In this series of living memory accounts by and interviews with artists directly involved in ARIs and grassroots artist-run culture 1970 to Now they speak about the social, cultural and political context for their art making. Artists around the globe often feel that their artists’ ephemera is explicitly made and situated as transient, but collectable, art works. They provide key insights into the artists’ ephemera, artist-run activities and intersectional DIY independent contemporary art events they produced or collaborated on during this period. Artists’ ephemera includes artworks, photocopy/xerox art, zines, artist books, banners, fridge magnets, stickers, t-shirts, street sandwich boards, photographs, videos, films, audio, mail art, posters, exhibition invites, flyers, buttons and badges, exhibition catalogues, exhibition didactics, room sheets, guest books, related artist publications, analogue to digital resources and artist files, many of these ephemeral materials are currently ‘at risk’ and are held by artists as the primary custodians in their largely publicly  “inaccessible”  personal archives.

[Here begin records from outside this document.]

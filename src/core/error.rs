// This module defines the recoverable error types of the lowering core using thiserror, and
// the diagnostic sink that collects them. Only data-dependent problems are errors here: a
// range-checked fixup whose value does not fit its field, or an unknown bank selection mode
// string. Such fixup errors are reported against the source location of the fixup into a
// DiagnosticEngine and processing continues, so that one pass over a unit surfaces every bad
// fixup. Contract violations by callers (bad fixup kind index, relaxation requests, registers
// without a width) are not represented here; they abort with a panic at the point of misuse.

//! Error and diagnostic types.

use super::fixup::SourceLoc;
use thiserror::Error;

/// Problems found while resolving a fixup value.
#[derive(Error, Debug, Clone, PartialEq, Eq)]
pub enum FixupError {
    #[error("fixup out of range: {value} does not fit in {bits} signed bits ({kind})")]
    OutOfRange {
        kind: &'static str,
        value: i64,
        bits: u32,
    },
}

/// Unknown register bank selection mode.
#[derive(Error, Debug, Clone, PartialEq, Eq)]
#[error("unknown register bank selection mode '{0}' (expected 'fast' or 'greedy')")]
pub struct SelectModeError(pub String);

/// A reported error tied to the location of the fixup that caused it.
#[derive(Debug, Clone, PartialEq, Eq)]
pub struct Diagnostic {
    pub loc: SourceLoc,
    pub error: FixupError,
}

/// Collects diagnostics without interrupting the caller.
#[derive(Debug, Default)]
pub struct DiagnosticEngine {
    diagnostics: Vec<Diagnostic>,
}

impl DiagnosticEngine {
    pub fn new() -> Self {
        Self::default()
    }

    pub fn report_error(&mut self, loc: SourceLoc, error: FixupError) {
        log::error!("{loc}: {error}");
        self.diagnostics.push(Diagnostic { loc, error });
    }

    pub fn has_errors(&self) -> bool {
        !self.diagnostics.is_empty()
    }

    pub fn error_count(&self) -> usize {
        self.diagnostics.len()
    }

    pub fn diagnostics(&self) -> &[Diagnostic] {
        &self.diagnostics
    }

    /// Drain all collected diagnostics.
    pub fn take(&mut self) -> Vec<Diagnostic> {
        std::mem::take(&mut self.diagnostics)
    }
}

The ARI Remix project aims to, 1)  reconnect with artists to access, digitize, contextualize and re-present these ‘at risk’ ephemeral materials and 2), to welcome and enable artists to participate in ‘action heritage’ and ‘cultural justice’ through an archival art initiative cultural form. This process affords the retrieval, recovery and social distribution of their materials through cultural storytelling; prose, memory, poetry, visual essays and so on….thanks for reading and sharing ?

BIO

Jay Younger is a critically engaged Brisbane based artist, curator and academic and is Adjunct Professor at the Queensland College of Art, Griffith University. Jay’s often satirical and absurdist artwork takes form as photo media, public art and multimedia installation with the purpose of interrogating the position and status of women and to ask questions about the human subject immersed in the conflicting agendas of politicised space. During the repressive Bjelke-Petersen era, Jay collaborated with a group of young artists to build artistic infrastructure in Brisbane (including Queensland Artworks Alliance, Eyeline Magazine, and That Space) to block the drain of Queensland talent southward. Throughout her career, Jay has maintained a strong commitment to the values of artist run initiatives. As an educator she has been passionately dedicated to the development of many emerging artists’ careers. Her artwork has been exhibited extensively both in Australia and overseas and is represented in major public gallery collections throughout Australia. In 1988 along with Paul Andrew and Lehan Ramsay, Jay formed AXIS ART PROJECTS and undertook “Does New York Exist?” a life-changing three-month Australia Council funded residency in NYC. Additionally, Jay has been awarded Australia Council solo studio residencies in Italy and the Philippines. She was a recipient of the $30,000 Arts Queensland Creative Fellowship and has also received new work grants from Arts Queensland. Most recently Jay exhibited in; Hands Across the Pacific; in 2019 and was one of eight artists representing Australia at The Ningbo Museum of Art, China. She was awarded an Arts Queensland grant to create Meat Mirror, a performance activated multimedia temporary public art work, in collaboration with Lisa O’Neill. Meat Mirror—focused on the role of social media in the normalisation of cosmetic surgery—was exhibited/performed at Mappin’s Nursery and THE WALLS in 2021.

 

Artist Website

http://jayyounger.com.au

In the DIY 80s, I became part of a group of young artists in pre-Fitzgerald Queensland, dedicated to creating visual arts infrastructure in Brisbane—and to have fun doing it—in an attempt to dam the constant drain southward of Queensland’s artistic and cultural lifeblood. This collaborative activity manifested in the strategic management of artist-run-initiatives and spaces, in particular, the creation of the Queensland Artworkers’ Alliance [QAA] with Eyeline Magazine initiated in 1987 as its major project.

Artist and curator Jay Younger
Occlusion, 1986, Exhibition curated by Anna Zsoldos, Lehan Ramsay and Robyn Gray, 1986
The Occlusion exhibition was exhibited at both The Australian Centre for Photography in Sydney and at the artist-run That Contemporary Art Space in 1986.